*DATASET EXCERPTS*.
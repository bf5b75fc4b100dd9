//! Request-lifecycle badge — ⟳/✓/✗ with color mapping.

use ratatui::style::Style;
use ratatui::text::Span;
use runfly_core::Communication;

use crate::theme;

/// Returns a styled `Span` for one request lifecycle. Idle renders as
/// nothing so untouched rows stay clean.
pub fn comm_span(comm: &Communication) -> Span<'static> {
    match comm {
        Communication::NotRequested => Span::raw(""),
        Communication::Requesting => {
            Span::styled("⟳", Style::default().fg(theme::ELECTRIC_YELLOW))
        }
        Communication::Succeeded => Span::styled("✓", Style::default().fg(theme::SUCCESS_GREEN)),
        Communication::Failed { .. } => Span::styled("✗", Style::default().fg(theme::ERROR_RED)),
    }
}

...

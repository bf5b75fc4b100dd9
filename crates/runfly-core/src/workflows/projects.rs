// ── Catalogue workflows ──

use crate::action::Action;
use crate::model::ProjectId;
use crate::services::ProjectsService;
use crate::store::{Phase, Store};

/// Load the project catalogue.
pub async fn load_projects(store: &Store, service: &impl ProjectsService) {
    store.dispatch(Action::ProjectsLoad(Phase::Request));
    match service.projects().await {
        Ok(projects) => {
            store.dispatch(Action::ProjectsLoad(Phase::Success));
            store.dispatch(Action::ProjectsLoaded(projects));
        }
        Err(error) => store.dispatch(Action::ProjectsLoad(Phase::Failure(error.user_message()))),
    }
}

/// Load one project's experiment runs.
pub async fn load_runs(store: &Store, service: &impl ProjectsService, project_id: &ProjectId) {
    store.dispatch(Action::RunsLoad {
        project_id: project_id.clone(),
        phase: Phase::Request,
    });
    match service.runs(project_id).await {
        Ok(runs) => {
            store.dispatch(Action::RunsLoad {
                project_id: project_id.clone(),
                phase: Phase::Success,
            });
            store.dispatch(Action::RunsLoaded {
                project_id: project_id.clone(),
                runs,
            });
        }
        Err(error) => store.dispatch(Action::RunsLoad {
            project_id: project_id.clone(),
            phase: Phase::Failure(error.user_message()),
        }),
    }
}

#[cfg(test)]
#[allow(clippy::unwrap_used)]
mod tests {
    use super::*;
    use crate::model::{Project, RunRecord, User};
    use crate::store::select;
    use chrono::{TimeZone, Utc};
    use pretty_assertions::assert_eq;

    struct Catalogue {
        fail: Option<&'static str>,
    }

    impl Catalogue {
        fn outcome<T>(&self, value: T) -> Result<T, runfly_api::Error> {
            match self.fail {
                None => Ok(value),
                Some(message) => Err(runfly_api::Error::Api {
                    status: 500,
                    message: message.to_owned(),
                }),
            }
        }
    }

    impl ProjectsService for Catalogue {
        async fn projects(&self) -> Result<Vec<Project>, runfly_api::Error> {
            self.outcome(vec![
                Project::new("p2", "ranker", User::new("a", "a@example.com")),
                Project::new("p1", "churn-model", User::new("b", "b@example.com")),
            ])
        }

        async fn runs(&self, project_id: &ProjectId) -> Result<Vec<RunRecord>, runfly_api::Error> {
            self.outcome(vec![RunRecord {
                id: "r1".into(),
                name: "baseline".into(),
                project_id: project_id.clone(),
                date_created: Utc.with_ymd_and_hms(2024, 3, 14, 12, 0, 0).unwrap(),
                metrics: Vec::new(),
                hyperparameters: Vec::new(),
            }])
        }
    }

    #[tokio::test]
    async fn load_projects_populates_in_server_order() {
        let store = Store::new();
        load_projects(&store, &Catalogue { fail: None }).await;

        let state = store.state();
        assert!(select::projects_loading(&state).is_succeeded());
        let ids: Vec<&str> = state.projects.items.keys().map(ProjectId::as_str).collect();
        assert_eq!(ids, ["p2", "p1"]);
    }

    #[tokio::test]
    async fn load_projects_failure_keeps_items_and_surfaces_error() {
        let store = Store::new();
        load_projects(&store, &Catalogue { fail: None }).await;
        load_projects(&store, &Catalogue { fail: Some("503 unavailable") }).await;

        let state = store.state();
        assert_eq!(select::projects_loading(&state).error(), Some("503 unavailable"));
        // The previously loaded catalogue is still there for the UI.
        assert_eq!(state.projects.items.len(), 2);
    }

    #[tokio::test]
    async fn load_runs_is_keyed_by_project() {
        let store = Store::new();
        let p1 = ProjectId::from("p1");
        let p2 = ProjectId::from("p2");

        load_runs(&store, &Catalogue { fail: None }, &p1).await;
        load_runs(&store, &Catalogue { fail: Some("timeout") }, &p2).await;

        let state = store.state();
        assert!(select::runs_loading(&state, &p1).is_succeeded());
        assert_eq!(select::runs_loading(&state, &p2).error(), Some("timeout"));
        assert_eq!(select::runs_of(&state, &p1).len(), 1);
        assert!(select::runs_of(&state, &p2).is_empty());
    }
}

*EXERCISE*. Search the entries above for "RunRecord". Show every line that has it.

*ANSWER TO THIS EXERCISE*.
    use crate::model::{Project, RunRecord, User};
        async fn runs(&self, project_id: &ProjectId) -> Result<Vec<RunRecord>, runfly_api::Error> {
            self.outcome(vec![RunRecord {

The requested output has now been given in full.